What's missing? I would have loved more room to store the accessories inside. It's not really set for multiple passengers, a real DeLorean can seat four. Compromises have to be made for toys, though so unless Playmobil does a version 2.0 later you're not going to fit Einstein or Jennifer in the back. It assembles fairly quickly, and snapping on all the car bits is pretty easy.
My one big complaint comes from the Plutonium Case - a fine accessory, but the stickers don't quite fit. This is almost unthinkable given Playmobil's labels have been the gold standard of being easy to apply straight and exactly the right size for decades. In this case, the yellow label is sickly translucent and not cut properly to fit the case on top. The side ones are fine - but again, the quality of these labels in particularly is poor given Playmobil's generally top-notch opaque sticker quality. The box itself is perfectly fine, with room to store some gear.

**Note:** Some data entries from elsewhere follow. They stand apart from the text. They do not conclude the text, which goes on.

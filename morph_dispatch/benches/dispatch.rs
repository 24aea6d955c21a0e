//! Dispatch Performance Benchmarks
//!
//! Measures the cost of reaching a specialization body through a dispatch
//! node once its instances are warm, and the cost of getting there.
//!
//! # Benchmark Categories
//!
//! 1. **Monomorphic Hit**: Single cached instance, guard-free fast path
//! 2. **Polymorphic Hit**: Keyed instances walked in insertion order
//! 3. **Uncached**: Full guard evaluation on every call, no node state
//! 4. **Slow Path**: Reset followed by re-specialization under the node lock
//! 5. **Assumptions**: Fast path with valid assumption checks
//!
//! # Performance Targets
//!
//! - Monomorphic hit: < 50ns
//! - Polymorphic hit (4 instances): < 150ns
//! - Slow path: < 2µs including instance publication

use criterion::{BenchmarkId, Criterion, black_box, criterion_group, criterion_main};
use morph_dispatch::{
    Assumption, AssumptionExpr, CacheParam, DispatchConfig, DispatchNode, Guard, NodeArena,
    Reads, Specialization, SpecializationTable, UncachedNode, Value, ValueType,
};
use std::sync::Arc;

// =============================================================================
// Benchmark Helpers
// =============================================================================

fn add_table() -> Arc<SpecializationTable> {
    SpecializationTable::builder("Add", 2)
        .specialization(
            Specialization::new("ints", |c| {
                let a = c.arg(0).as_int().unwrap_or(0);
                let b = c.arg(1).as_int().unwrap_or(0);
                Ok(Value::Int(a.wrapping_add(b)))
            })
            .typed([ValueType::Int, ValueType::Int]),
        )
        .specialization(
            Specialization::new("doubles", |c| {
                let a = c.arg(0).as_double().unwrap_or(0.0);
                let b = c.arg(1).as_double().unwrap_or(0.0);
                Ok(Value::Double(a + b))
            })
            .typed([ValueType::Double, ValueType::Double]),
        )
        .build(DispatchConfig::default())
        .unwrap()
}

/// Keyed table holding up to `limit` instances.
fn keyed_table(limit: usize) -> Arc<SpecializationTable> {
    SpecializationTable::builder("Keyed", 1)
        .specialization(
            Specialization::new("keyed", |c| Ok(c.cached(0).clone()))
                .typed([ValueType::Int])
                .cache(CacheParam::new("key", "v", |s| Ok(s.arg(0).clone())))
                .guard(
                    Guard::new("v == key", |s| s.arg(0) == s.cached(0))
                        .reads(Reads::ARGS | Reads::CACHED),
                )
                .limit(limit),
        )
        .build(DispatchConfig::default())
        .unwrap()
}

// =============================================================================
// Fast Path Benchmarks
// =============================================================================

fn bench_monomorphic(c: &mut Criterion) {
    let mut group = c.benchmark_group("monomorphic");

    group.bench_function("int_add", |b| {
        let node = DispatchNode::new(add_table(), &NodeArena::shared());
        let args = [Value::Int(1), Value::Int(2)];
        node.execute(&args).unwrap();
        b.iter(|| black_box(node.execute(black_box(&args))))
    });

    // Direct call for comparison
    group.bench_function("direct_baseline", |b| {
        let args = [Value::Int(1), Value::Int(2)];
        b.iter(|| {
            let a = black_box(&args)[0].as_int().unwrap_or(0);
            let c = black_box(&args)[1].as_int().unwrap_or(0);
            black_box(Value::Int(a.wrapping_add(c)))
        })
    });

    group.finish();
}

fn bench_polymorphic(c: &mut Criterion) {
    let mut group = c.benchmark_group("polymorphic");

    for count in [1, 2, 4, 8] {
        group.bench_with_input(BenchmarkId::new("keyed", count), &count, |b, &count| {
            let node = DispatchNode::new(keyed_table(count), &NodeArena::shared());
            let keys: Vec<Value> = (0..count as i32).map(Value::Int).collect();
            for key in &keys {
                node.execute(std::slice::from_ref(key)).unwrap();
            }
            // Last inserted key walks the whole snapshot.
            let last = [keys[count - 1].clone()];
            b.iter(|| black_box(node.execute(black_box(&last))))
        });
    }

    group.bench_function("mixed_types", |b| {
        let node = DispatchNode::new(add_table(), &NodeArena::shared());
        let ints = [Value::Int(1), Value::Int(2)];
        let doubles = [Value::Double(1.0), Value::Double(2.0)];
        b.iter(|| {
            black_box(node.execute(black_box(&ints)).ok());
            black_box(node.execute(black_box(&doubles)).ok())
        })
    });

    group.finish();
}

// =============================================================================
// Uncached Benchmarks
// =============================================================================

fn bench_uncached(c: &mut Criterion) {
    let mut group = c.benchmark_group("uncached");

    group.bench_function("int_add", |b| {
        let node = UncachedNode::new(add_table());
        let args = [Value::Int(1), Value::Int(2)];
        b.iter(|| black_box(node.execute(black_box(&args))))
    });

    group.bench_function("keyed", |b| {
        let node = UncachedNode::new(keyed_table(4));
        let args = [Value::Int(3)];
        b.iter(|| black_box(node.execute(black_box(&args))))
    });

    group.finish();
}

// =============================================================================
// Slow Path Benchmarks
// =============================================================================

fn bench_slow_path(c: &mut Criterion) {
    let mut group = c.benchmark_group("slow_path");

    group.bench_function("reset_and_specialize", |b| {
        let node = DispatchNode::new(add_table(), &NodeArena::shared());
        let args = [Value::Int(1), Value::Int(2)];
        b.iter(|| {
            node.reset().unwrap();
            black_box(node.execute(black_box(&args)))
        })
    });

    group.bench_function("node_creation", |b| {
        let table = add_table();
        let arena = NodeArena::shared();
        b.iter(|| black_box(DispatchNode::new(table.clone(), &arena)))
    });

    group.finish();
}

// =============================================================================
// Assumption Benchmarks
// =============================================================================

fn bench_assumptions(c: &mut Criterion) {
    let mut group = c.benchmark_group("assumptions");

    group.bench_function("valid_assumption_hit", |b| {
        let assumption = Assumption::new("bench");
        let table = SpecializationTable::builder("Assumed", 0)
            .specialization(
                Specialization::new("fast", |_| Ok(Value::Int(1)))
                    .assumption(AssumptionExpr::fixed(assumption.clone())),
            )
            .specialization(Specialization::new("slow", |_| Ok(Value::Int(0))).fallback())
            .build(DispatchConfig::default())
            .unwrap();
        let node = DispatchNode::new(table, &NodeArena::shared());
        node.execute(&[]).unwrap();
        b.iter(|| black_box(node.execute(&[])))
    });

    group.finish();
}

// =============================================================================
// Criterion Groups
// =============================================================================

criterion_group!(
    dispatch_benches,
    bench_monomorphic,
    bench_polymorphic,
    bench_uncached,
    bench_slow_path,
    bench_assumptions,
);

criterion_main!(dispatch_benches);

You also get a remote control for Doc, Marty's camcorder and skateboard, and a ton of Doc's other gear. Both figures have snap-on elements like Marty McFly's shirt sleeves and Doc's multiple watches. I love that you can plug in the plutonium can in the back of the car, but sadly the antenna from the movie's climactic trip back to the future has no storage space. It's just going to float around toy boxes and get lost unless you've got some fastidious young toy collector.

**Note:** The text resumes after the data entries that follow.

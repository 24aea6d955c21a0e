//! Execution frames.
//!
//! A frame is the optional context argument of `execute_with_frame`. Guards
//! that read the frame are treated as dynamic, like guards that read
//! arguments.

use crate::value::Value;

/// Local slots of one guest activation.
#[derive(Debug, Clone, Default)]
pub struct Frame {
    slots: Vec<Value>,
}

impl Frame {
    /// Create a frame with `size` null slots.
    pub fn new(size: usize) -> Self {
        Self {
            slots: vec![Value::Null; size],
        }
    }

    /// Create a frame from existing slot values.
    pub fn from_slots(slots: Vec<Value>) -> Self {
        Self { slots }
    }

    /// Read a slot.
    #[inline]
    pub fn get(&self, index: usize) -> Option<&Value> {
        self.slots.get(index)
    }

    /// Write a slot, growing the frame if needed.
    pub fn set(&mut self, index: usize, value: Value) {
        if index >= self.slots.len() {
            self.slots.resize(index + 1, Value::Null);
        }
        self.slots[index] = value;
    }

    /// Number of slots.
    #[inline]
    pub fn len(&self) -> usize {
        self.slots.len()
    }

    /// Whether the frame has no slots.
    #[inline]
    pub fn is_empty(&self) -> bool {
        self.slots.is_empty()
    }
}

#[cfg(test)]
mod tests {
    use super::*;

    #[test]
    fn test_frame_grows_on_set() {
        let mut frame = Frame::new(1);
        frame.set(3, Value::Int(9));
        assert_eq!(frame.len(), 4);
        assert_eq!(frame.get(3), Some(&Value::Int(9)));
        assert_eq!(frame.get(1), Some(&Value::Null));
        assert_eq!(frame.get(4), None);
    }
}
//! Bit ranges and storage widths.

use morph_core::ConfigError;

/// Bits per storage word.
pub const WORD_BITS: u32 = 64;

// =============================================================================
// Bit Range
// =============================================================================

/// A contiguous range of bits inside one storage word.
///
/// Ranges never straddle words, which keeps every update a single-word
/// atomic read-modify-write.
#[derive(Debug, Clone, Copy, PartialEq, Eq, Hash)]
pub struct BitRange {
    word: u32,
    offset: u32,
    len: u32,
}

impl BitRange {
    /// Create a validated range.
    pub fn new(word: u32, offset: u32, len: u32) -> Result<Self, ConfigError> {
        if len == 0 {
            return Err(ConfigError::InvalidBitRange {
                offset,
                len,
                reason: "length must be positive",
            });
        }
        if offset >= WORD_BITS || offset + len > WORD_BITS {
            return Err(ConfigError::InvalidBitRange {
                offset,
                len,
                reason: "range must fit inside one 64-bit word",
            });
        }
        Ok(Self { word, offset, len })
    }

    /// Range covering a whole word.
    pub const fn whole_word(word: u32) -> Self {
        Self {
            word,
            offset: 0,
            len: WORD_BITS,
        }
    }

    /// Word index.
    #[inline]
    pub const fn word(&self) -> u32 {
        self.word
    }

    /// Bit offset inside the word.
    #[inline]
    pub const fn offset(&self) -> u32 {
        self.offset
    }

    /// Number of bits.
    #[inline]
    pub const fn len(&self) -> u32 {
        self.len
    }

    /// Always false; ranges have at least one bit.
    #[inline]
    pub const fn is_empty(&self) -> bool {
        self.len == 0
    }

    /// First bit of the range counted across words.
    #[inline]
    pub const fn start(&self) -> u32 {
        self.word * WORD_BITS + self.offset
    }

    /// One past the last bit, counted across words.
    #[inline]
    pub const fn end(&self) -> u32 {
        self.start() + self.len
    }

    /// Largest value the range can hold.
    #[inline]
    pub const fn max_value(&self) -> u64 {
        if self.len >= WORD_BITS {
            u64::MAX
        } else {
            (1u64 << self.len) - 1
        }
    }

    /// In-word mask of the range.
    #[inline]
    pub const fn mask(&self) -> u64 {
        self.max_value() << self.offset
    }

    /// Whether two ranges share a bit.
    #[inline]
    pub fn overlaps(&self, other: &BitRange) -> bool {
        self.word == other.word && self.start() < other.end() && other.start() < self.end()
    }

    /// Sub-range relative to this range.
    pub fn sub_range(&self, offset: u32, len: u32) -> Result<BitRange, ConfigError> {
        if len == 0 {
            return Err(ConfigError::InvalidBitRange {
                offset,
                len,
                reason: "invalid new length",
            });
        }
        if offset + len > self.len {
            return Err(ConfigError::InvalidBitRange {
                offset,
                len,
                reason: "sub-range exceeds the available bit length",
            });
        }
        if offset == 0 && len == self.len {
            return Ok(*self);
        }
        BitRange::new(self.word, self.offset + offset, len)
    }

    /// The single bit at `index` within this range.
    pub fn bit(&self, index: u32) -> Result<BitRange, ConfigError> {
        self.sub_range(index, 1)
    }
}

// =============================================================================
// Storage Width
// =============================================================================

/// Narrowest storage able to hold a region.
#[derive(Debug, Clone, Copy, PartialEq, Eq)]
pub enum StorageWidth {
    /// Fits in a byte.
    W8,
    /// Fits in 16 bits.
    W16,
    /// Fits in 32 bits.
    W32,
    /// Fits in one 64-bit word.
    W64,
    /// Needs several 64-bit words.
    Multi(u32),
}

impl StorageWidth {
    /// Width needed for `bits` bits.
    pub const fn for_bits(bits: u32) -> Self {
        if bits <= 8 {
            StorageWidth::W8
        } else if bits <= 16 {
            StorageWidth::W16
        } else if bits <= 32 {
            StorageWidth::W32
        } else if bits <= WORD_BITS {
            StorageWidth::W64
        } else {
            StorageWidth::Multi(bits.div_ceil(WORD_BITS))
        }
    }

    /// Number of 64-bit words backing this width.
    pub const fn words(self) -> u32 {
        match self {
            StorageWidth::Multi(n) => n,
            _ => 1,
        }
    }

    /// Total bit capacity.
    pub const fn bits(self) -> u32 {
        match self {
            StorageWidth::W8 => 8,
            StorageWidth::W16 => 16,
            StorageWidth::W32 => 32,
            StorageWidth::W64 => 64,
            StorageWidth::Multi(n) => n * WORD_BITS,
        }
    }
}

// =============================================================================
// Tests
// =============================================================================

As always, the accessories always work - Doc has a bag to clip to his belt, Marty can film with his camera while on his skateboard, and there are a lot of parts and pieces to enjoy and/or lose here. For a few extra dollars it might have been interesting to see the set tricked out with Biff or George or a few other characters to make it even more complete. At this time, other than the 1950s Marty & Doc figure set, no other sets from the series are known to be planned for release - no Cafe 80s, no Clock Tower, no Time Train.

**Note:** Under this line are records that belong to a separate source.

//! Assumptions.
//!
//! An [`Assumption`] is a shared, one-way invalidatable validity token. Cache
//! instances hold references to the assumptions they were specialized under;
//! an instance whose assumption set is no longer valid is never dispatched
//! to and is purged by the next slow path.
//!
//! # Invalidation Protocol
//!
//! 1. `invalidate` flips the flag once (`AcqRel`); later calls are no-ops
//! 2. fast-path readers observe the flag (`Acquire`) before running a body
//! 3. the next slow path purges every instance holding the assumption
//! 4. a fresh state needs a fresh assumption (`AssumptionRegistry::renew`)

use crate::guard::{Reads, Scope};
use dashmap::DashMap;
use parking_lot::RwLock;
use rustc_hash::FxBuildHasher;
use smallvec::SmallVec;
use std::collections::VecDeque;
use std::fmt;
use std::sync::Arc;
use std::sync::atomic::{AtomicBool, AtomicU64, Ordering};
use tracing::debug;

static NEXT_ASSUMPTION_ID: AtomicU64 = AtomicU64::new(1);

// =============================================================================
// Assumption
// =============================================================================

struct AssumptionInner {
    id: u64,
    name: String,
    valid: AtomicBool,
}

/// A shared validity flag that can only go from valid to invalid.
#[derive(Clone)]
pub struct Assumption {
    inner: Arc<AssumptionInner>,
}

impl Assumption {
    /// Create a valid assumption.
    pub fn new(name: impl Into<String>) -> Self {
        Self::with_state(name.into(), true)
    }

    /// An assumption that stays valid.
    pub fn always_valid() -> Self {
        Self::with_state("always valid".to_string(), true)
    }

    /// An assumption that was never valid.
    pub fn never_valid() -> Self {
        Self::with_state("never valid".to_string(), false)
    }

    fn with_state(name: String, valid: bool) -> Self {
        Self {
            inner: Arc::new(AssumptionInner {
                id: NEXT_ASSUMPTION_ID.fetch_add(1, Ordering::Relaxed),
                name,
                valid: AtomicBool::new(valid),
            }),
        }
    }

    /// Unique id.
    #[inline]
    pub fn id(&self) -> u64 {
        self.inner.id
    }

    /// Diagnostic name.
    #[inline]
    pub fn name(&self) -> &str {
        &self.inner.name
    }

    /// Whether the assumption still holds.
    #[inline(always)]
    pub fn is_valid(&self) -> bool {
        self.inner.valid.load(Ordering::Acquire)
    }

    /// Invalidate. Returns `true` if this call performed the transition.
    pub fn invalidate(&self) -> bool {
        self.inner.valid.swap(false, Ordering::AcqRel)
    }
}

impl PartialEq for Assumption {
    fn eq(&self, other: &Self) -> bool {
        Arc::ptr_eq(&self.inner, &other.inner)
    }
}

impl Eq for Assumption {}

impl fmt::Debug for Assumption {
    fn fmt(&self, f: &mut fmt::Formatter<'_>) -> fmt::Result {
        f.debug_struct("Assumption")
            .field("id", &self.inner.id)
            .field("name", &self.inner.name)
            .field("valid", &self.is_valid())
            .finish()
    }
}

// =============================================================================
// Assumption Set
// =============================================================================

/// Assumptions an instance depends on; valid iff every member is valid.
#[derive(Debug, Clone, Default, PartialEq, Eq)]
pub struct AssumptionSet {
    members: SmallVec<[Assumption; 2]>,
}

impl AssumptionSet {
    /// Empty (always valid) set.
    pub fn new() -> Self {
        Self::default()
    }

    /// Add one assumption.
    pub fn push(&mut self, assumption: Assumption) {
        self.members.push(assumption);
    }

    /// Add every member of `other`.
    pub fn extend(&mut self, other: AssumptionSet) {
        self.members.extend(other.members);
    }

    /// Whether all members are valid.
    #[inline]
    pub fn is_valid(&self) -> bool {
        self.members.iter().all(Assumption::is_valid)
    }

    /// Members.
    pub fn members(&self) -> &[Assumption] {
        &self.members
    }

    /// Number of members.
    pub fn len(&self) -> usize {
        self.members.len()
    }

    /// Whether the set has no members.
    pub fn is_empty(&self) -> bool {
        self.members.is_empty()
    }
}

impl From<Assumption> for AssumptionSet {
    fn from(a: Assumption) -> Self {
        let mut set = Self::new();
        set.push(a);
        set
    }
}

impl FromIterator<Assumption> for AssumptionSet {
    fn from_iter<I: IntoIterator<Item = Assumption>>(iter: I) -> Self {
        Self {
            members: iter.into_iter().collect(),
        }
    }
}

// =============================================================================
// Assumption Expression
// =============================================================================

/// Produces the assumptions of a new instance.
pub type AssumptionFn = Arc<dyn Fn(&Scope<'_>) -> AssumptionSet + Send + Sync>;

/// A specialization's assumption declaration.
///
/// Expressions may read cached values and static binds, never the dynamic
/// arguments.
#[derive(Clone)]
pub struct AssumptionExpr {
    pub(crate) name: String,
    pub(crate) reads: Reads,
    pub(crate) binds: SmallVec<[usize; 2]>,
    pub(crate) produce: AssumptionFn,
}

impl AssumptionExpr {
    /// Declare an expression computing an assumption set.
    pub fn new<F>(name: impl Into<String>, produce: F) -> Self
    where
        F: Fn(&Scope<'_>) -> AssumptionSet + Send + Sync + 'static,
    {
        Self {
            name: name.into(),
            reads: Reads::empty(),
            binds: SmallVec::new(),
            produce: Arc::new(produce),
        }
    }

    /// Always depend on one fixed assumption.
    pub fn fixed(assumption: Assumption) -> Self {
        let name = assumption.name().to_string();
        Self::new(name, move |_| AssumptionSet::from(assumption.clone()))
    }

    /// Depend on a fixed, possibly empty array of assumptions.
    pub fn array(name: impl Into<String>, assumptions: Vec<Assumption>) -> Self {
        Self::new(name, move |_| assumptions.iter().cloned().collect())
    }

    /// Replace the read set.
    pub fn reads(mut self, reads: Reads) -> Self {
        self.reads = reads;
        self
    }

    /// Read the bind at `index`.
    pub fn bind(mut self, index: usize) -> Self {
        self.binds.push(index);
        self.reads |= Reads::BINDS;
        self
    }

    /// Expression name.
    pub fn name(&self) -> &str {
        &self.name
    }

    /// Whether the expression reads cached values.
    pub(crate) fn reads_cached(&self) -> bool {
        self.reads.contains(Reads::CACHED)
    }

    pub(crate) fn evaluate(&self, scope: &Scope<'_>) -> AssumptionSet {
        (self.produce)(scope)
    }
}

impl fmt::Debug for AssumptionExpr {
    fn fmt(&self, f: &mut fmt::Formatter<'_>) -> fmt::Result {
        f.debug_struct("AssumptionExpr")
            .field("name", &self.name)
            .field("reads", &self.reads)
            .finish_non_exhaustive()
    }
}

// =============================================================================
// Invalidation Event
// =============================================================================

/// A recorded invalidation.
#[derive(Debug, Clone, PartialEq, Eq)]
pub struct InvalidationEvent {
    /// Invalidated assumption.
    pub assumption_id: u64,
    /// Its name.
    pub name: String,
    /// Caller-supplied reason.
    pub reason: String,
    /// Monotonic sequence number.
    pub timestamp: u64,
}

// =============================================================================
// Assumption Registry
// =============================================================================

/// Explicitly owned registry of named assumptions.
///
/// Thread-safe; keeps a bounded history of invalidations.
#[derive(Debug)]
pub struct AssumptionRegistry {
    assumptions: DashMap<u64, Assumption, FxBuildHasher>,
    event_counter: AtomicU64,
    history: RwLock<VecDeque<InvalidationEvent>>,
    max_history: usize,
}

impl AssumptionRegistry {
    /// Create a registry keeping the last 1000 invalidations.
    pub fn new() -> Self {
        Self::with_history_size(1000)
    }

    /// Create with a custom history size.
    pub fn with_history_size(max_history: usize) -> Self {
        Self {
            assumptions: DashMap::with_hasher(FxBuildHasher),
            event_counter: AtomicU64::new(0),
            history: RwLock::new(VecDeque::new()),
            max_history,
        }
    }

    /// Create and register a valid assumption.
    pub fn create(&self, name: impl Into<String>) -> Assumption {
        let assumption = Assumption::new(name);
        self.assumptions.insert(assumption.id(), assumption.clone());
        assumption
    }

    /// Invalidate `assumption` and drop it from the registry.
    /// Idempotent; only the first call is recorded.
    pub fn invalidate(&self, assumption: &Assumption, reason: &str) -> bool {
        if !assumption.invalidate() {
            return false;
        }
        self.assumptions.remove(&assumption.id());
        let timestamp = self.event_counter.fetch_add(1, Ordering::Relaxed);
        debug!(
            assumption = assumption.name(),
            id = assumption.id(),
            reason,
            "assumption invalidated"
        );
        let mut history = self.history.write();
        history.push_back(InvalidationEvent {
            assumption_id: assumption.id(),
            name: assumption.name().to_string(),
            reason: reason.to_string(),
            timestamp,
        });
        while history.len() > self.max_history {
            history.pop_front();
        }
        true
    }

    /// Whether `assumption` is still valid.
    #[inline]
    pub fn is_valid(&self, assumption: &Assumption) -> bool {
        assumption.is_valid()
    }

    /// Mint a fresh valid assumption replacing `assumption` under the same name.
    pub fn renew(&self, assumption: &Assumption) -> Assumption {
        self.assumptions.remove(&assumption.id());
        self.create(assumption.name().to_string())
    }

    /// Look up a registered, still valid assumption.
    pub fn get(&self, id: u64) -> Option<Assumption> {
        self.assumptions.get(&id).map(|a| a.clone())
    }

    /// Number of registered valid assumptions.
    pub fn len(&self) -> usize {
        self.assumptions.len()
    }

    /// Whether no assumption is registered.
    pub fn is_empty(&self) -> bool {
        self.assumptions.is_empty()
    }

    /// The last `count` invalidations, oldest first.
    pub fn recent_events(&self, count: usize) -> Vec<InvalidationEvent> {
        let history = self.history.read();
        let start = history.len().saturating_sub(count);
        history.iter().skip(start).cloned().collect()
    }

    /// Total invalidations performed through this registry.
    pub fn total_invalidations(&self) -> u64 {
        self.event_counter.load(Ordering::Relaxed)
    }
}

impl Default for AssumptionRegistry {
    fn default() -> Self {
        Self::new()
    }
}

// =============================================================================
// Tests
// =============================================================================

#[cfg(test)]
mod tests {
    use super::*;

    #[test]
    fn test_invalidation_is_one_way() {
        let a = Assumption::new("stable");
        assert!(a.is_valid());
        assert!(a.invalidate());
        assert!(!a.invalidate());
        assert!(!a.is_valid());
    }

    #[test]
    fn test_set_validity() {
        let a = Assumption::new("a");
        let b = Assumption::new("b");
        let set: AssumptionSet = vec![a.clone(), b.clone()].into_iter().collect();
        assert!(set.is_valid());
        b.invalidate();
        assert!(!set.is_valid());
        assert!(AssumptionSet::new().is_valid());
        assert!(!AssumptionSet::from(Assumption::never_valid()).is_valid());
        assert!(AssumptionSet::from(Assumption::always_valid()).is_valid());
    }

    #[test]
    fn test_shared_handles() {
        let a = Assumption::new("shared");
        let b = a.clone();
        assert_eq!(a, b);
        assert_ne!(a, Assumption::new("shared"));
        a.invalidate();
        assert!(!b.is_valid());
    }

    #[test]
    fn test_registry_history_and_renew() {
        let registry = AssumptionRegistry::with_history_size(2);
        let a = registry.create("a");
        assert_eq!(registry.get(a.id()), Some(a.clone()));

        assert!(registry.invalidate(&a, "redefined"));
        assert!(!registry.invalidate(&a, "again"));
        assert!(!registry.is_valid(&a));
        assert_eq!(registry.total_invalidations(), 1);
        assert!(registry.get(a.id()).is_none());

        let fresh = registry.renew(&a);
        assert!(fresh.is_valid());
        assert_eq!(fresh.name(), "a");
        assert_ne!(fresh.id(), a.id());
        assert!(registry.get(a.id()).is_none());

        let b = registry.create("b");
        let c = registry.create("c");
        registry.invalidate(&b, "x");
        registry.invalidate(&c, "y");
        let events = registry.recent_events(10);
        assert_eq!(events.len(), 2);
        assert_eq!(events[0].name, "b");
        assert_eq!(events[1].reason, "y");
    }

    #[test]
    fn test_registry_drops_invalidated_entries() {
        let registry = AssumptionRegistry::with_history_size(4);
        for round in 0..100 {
            let a = registry.create(format!("a{}", round));
            registry.invalidate(&a, "churn");
        }
        assert!(registry.is_empty());
        assert_eq!(registry.total_invalidations(), 100);
        assert_eq!(registry.recent_events(usize::MAX).len(), 4);

        let live = registry.create("live");
        let dead = registry.create("dead");
        registry.invalidate(&dead, "gone");
        assert_eq!(registry.len(), 1);
        assert_eq!(registry.get(live.id()), Some(live));
    }
}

Both figures are mostly good and use a lot of preexisting parts. I admit, I'm unsure of Doc Brown's hair and head are new or reused - and it's one of the weaker elements in the set. Doc's hair doesn't quite fit on my sample, with a visible gap between the white hair and the head. I can't seem to wiggle it off or move it in a better position, so either it's just kind of weird or I got a strange one. The deco is on point, but it doesn't quite match his Twin Pines Mall look in 1985 - the pants are good, and you get to see hints of Doc's shirt under the radiation suit in the movie. It might not be exactly perfect as the figure's sleeves are partially rolled up and his pocket understates the orange stripe, but it is there!
Meanwhile, Marty McFly is perfect. He has the piffy vest, the blue shirt even has the blue triangles on the shoulders. The stripes shirt is here, the cuffs on his sleeves are here, and the shoes are as good as Playmobil gets. It's quite a feat that Playmobil pulled off such a good figure using existing tooling with some new paint. You couldn't ask for a better Marty figure.
It's by no means perfect, but Playmobil's "worst" is usually beyond other manufacturer's best. Other than the plutonium case stickers, Doc's hair, and the front wheel clearance in the car, everything is exactly as it should be. I would advise going back and picking up the other licensed sets while they're cheap, now that Hasbro has the Ghostbusters license the Playmobil sets won't be long for this world. It's a good collection, it's sturdy, and they're all compatible with decades of figures. This is a great set - and if Playmobil makes more in the future, you'll be glad you have this, clearly the most important one, in your hands from the get-go.